§ Try it: For the word "waking", state how many lines of the data include it. Respond with the number only.

Collection entries:
--
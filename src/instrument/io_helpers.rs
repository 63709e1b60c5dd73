// src/instrument/io_helpers.rs

use super::{Instrument, SampleHandler};
use crate::common::{
    command::write_command,
    error::RbrError,
    hal_traits::{InstrumentClock, InstrumentTransport},
    response::strip_prompts,
    sample::{parse_sample_line, Sample},
    timing,
};
use core::fmt::{self, Debug};
use core::str;

/// What a read cycle produced.
#[derive(Debug, Copy, Clone, Eq, PartialEq)]
pub(super) enum ReadOutcome {
    /// A non-sample line is available as the current response.
    Response,
    /// A streamed sample was written to the caller's output.
    Sample,
}

// Implementation block for I/O related helpers
impl<IF, H> Instrument<IF, H>
where
    IF: InstrumentTransport + InstrumentClock,
    IF::Error: Debug,
    H: SampleHandler,
{
    /// Sends a wake byte if the instrument has been idle long enough to have gone to sleep.
    pub(super) fn wake_if_idle(&mut self) -> Result<(), RbrError<IF::Error>> {
        let now = self.interface.now_ms();
        let wake_needed = match self.last_activity {
            Some(last) => now.saturating_sub(last) > timing::WAKE_IDLE_THRESHOLD_MS,
            None => true,
        };

        if wake_needed {
            log::trace!("waking instrument");
            self.interface.write(&[timing::WAKE_BYTE], self.timeout)?;
            self.interface.sleep(timing::WAKE_SETTLE_DELAY);
        }
        Ok(())
    }

    /// Formats and writes a command, waking the instrument first if needed.
    pub(super) fn send_command(&mut self, args: fmt::Arguments<'_>) -> Result<(), RbrError<IF::Error>> {
        self.wake_if_idle()?;

        let timeout = self.timeout;
        let interface = &mut self.interface;
        write_command(&mut self.command, args, |bytes| {
            interface.write(bytes, timeout).map_err(RbrError::<IF::Error>::from)
        })?;

        self.last_activity = Some(self.interface.now_ms());
        log::trace!("sent {:?}", self.command.as_str());
        Ok(())
    }

    /// Reads until a complete line is buffered and makes it the current line.
    fn read_line(&mut self) -> Result<(), RbrError<IF::Error>> {
        self.message_available = false;
        self.response.discard_consumed();

        loop {
            if let Some(end) = self.response.find_terminator() {
                self.response.mark_line(end);
                self.message_available = true;
                return Ok(());
            }
            if let Err(e) = self.response.ensure_space() {
                log::warn!("response buffer overrun; buffered data dropped");
                return Err(e);
            }
            let n = self.interface.read(self.response.spare_mut(), self.timeout)?;
            self.response.commit(n);
        }
    }

    /// Reads lines until one that is not a streamed sample arrives.
    ///
    /// Every sample seen on the way goes to the handler. With `break_on_sample` set and `output`
    /// supplied, the first sample is also copied to `output` and returned immediately.
    pub(super) fn read_cycle(
        &mut self,
        break_on_sample: bool,
        mut output: Option<&mut Sample>,
    ) -> Result<ReadOutcome, RbrError<IF::Error>> {
        loop {
            self.read_line()?;

            let sample = str::from_utf8(self.response.line())
                .ok()
                .map(strip_prompts)
                .and_then(parse_sample_line);
            let Some(sample) = sample else {
                return Ok(ReadOutcome::Response);
            };

            log::debug!("streamed sample at {} ms, {} channels", sample.timestamp, sample.channels());
            self.handler.sample(&sample);
            if break_on_sample {
                if let Some(out) = output.as_deref_mut() {
                    *out = sample;
                    return Ok(ReadOutcome::Sample);
                }
            }
        }
    }

    /// Fills `buf` completely, first from bytes already buffered after the current line, then
    /// from the transport.
    pub(super) fn read_exact(&mut self, buf: &mut [u8]) -> Result<(), RbrError<IF::Error>> {
        let mut filled = self.response.take_unread(buf);
        while filled < buf.len() {
            filled += self.interface.read(&mut buf[filled..], self.timeout)?;
        }
        Ok(())
    }
}

#[cfg(test)]
mod tests {
    use super::super::mock::{open_with_id, L3_ID};
    use super::*;
    use crate::common::response::MessageKind;
    use crate::common::timing::{WAKE_IDLE_THRESHOLD_MS, WAKE_SETTLE_DELAY};

    #[test]
    fn test_first_command_is_preceded_by_wake_byte() {
        let mut mock = super::super::mock::MockInterface::new();
        mock.queue_line(L3_ID);
        let instrument = Instrument::open(mock).unwrap();
        let mock = instrument.close();
        assert_eq!(mock.writes, [b"\r".to_vec(), b"id\r\n".to_vec()]);
        assert_eq!(mock.sleeps, [WAKE_SETTLE_DELAY]);
    }

    #[test]
    fn test_wake_only_after_idle_threshold() {
        let mut instrument = open_with_id(L3_ID);

        instrument.interface_mut().advance(WAKE_IDLE_THRESHOLD_MS);
        instrument.interface_mut().queue_line("id model = RBRduo3");
        instrument.converse(format_args!("id")).unwrap();
        assert_eq!(instrument.interface_mut().writes, [b"id\r\n".to_vec()]);

        instrument.interface_mut().clear_writes();
        instrument.interface_mut().advance(WAKE_IDLE_THRESHOLD_MS + 1);
        instrument.interface_mut().queue_line("id model = RBRduo3");
        instrument.converse(format_args!("id")).unwrap();
        assert_eq!(instrument.interface_mut().writes, [b"\r".to_vec(), b"id\r\n".to_vec()]);
    }

    #[test]
    fn test_line_reassembled_from_fragments() {
        let mut instrument = open_with_id(L3_ID);
        let mock = instrument.interface_mut();
        mock.queue(b"Ready: settings atmo");
        mock.queue(b"sphere = 10.1325\r");
        mock.queue(b"\n");
        instrument.converse(format_args!("settings atmosphere")).unwrap();
        assert_eq!(instrument.response(), "settings atmosphere = 10.1325");
        assert_eq!(instrument.last_message().kind, MessageKind::Info);
    }

    #[test]
    fn test_two_lines_in_one_read() {
        let mut instrument = open_with_id(L3_ID);
        instrument
            .interface_mut()
            .queue(b"streamusb state = off\r\nclock datetime = 20190207183624\r\n");
        assert!(!instrument.stream_usb().unwrap());
        assert_eq!(instrument.clock().unwrap(), 1_549_564_584_000);
    }

    #[test]
    fn test_invalid_utf8_is_info_without_text() {
        let mut instrument = open_with_id(L3_ID);
        instrument.interface_mut().queue(b"\xff\xfe\r\n");
        assert!(matches!(instrument.read_response(), Ok(())));
        let message = instrument.last_message();
        assert_eq!(message.kind, MessageKind::Info);
        assert_eq!(message.text, None);
        assert_eq!(instrument.response(), "");
    }

    #[test]
    fn test_overlong_line_overflows() {
        let mut instrument = open_with_id(L3_ID);
        let junk = [b'x'; crate::common::response::RESPONSE_BUFFER_LEN + 10];
        instrument.interface_mut().queue(&junk);
        assert!(matches!(instrument.read_response(), Err(RbrError::BufferOverflow { .. })));
        assert_eq!(instrument.last_message().kind, MessageKind::Unavailable);
    }
}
--
§ Expected answer: 2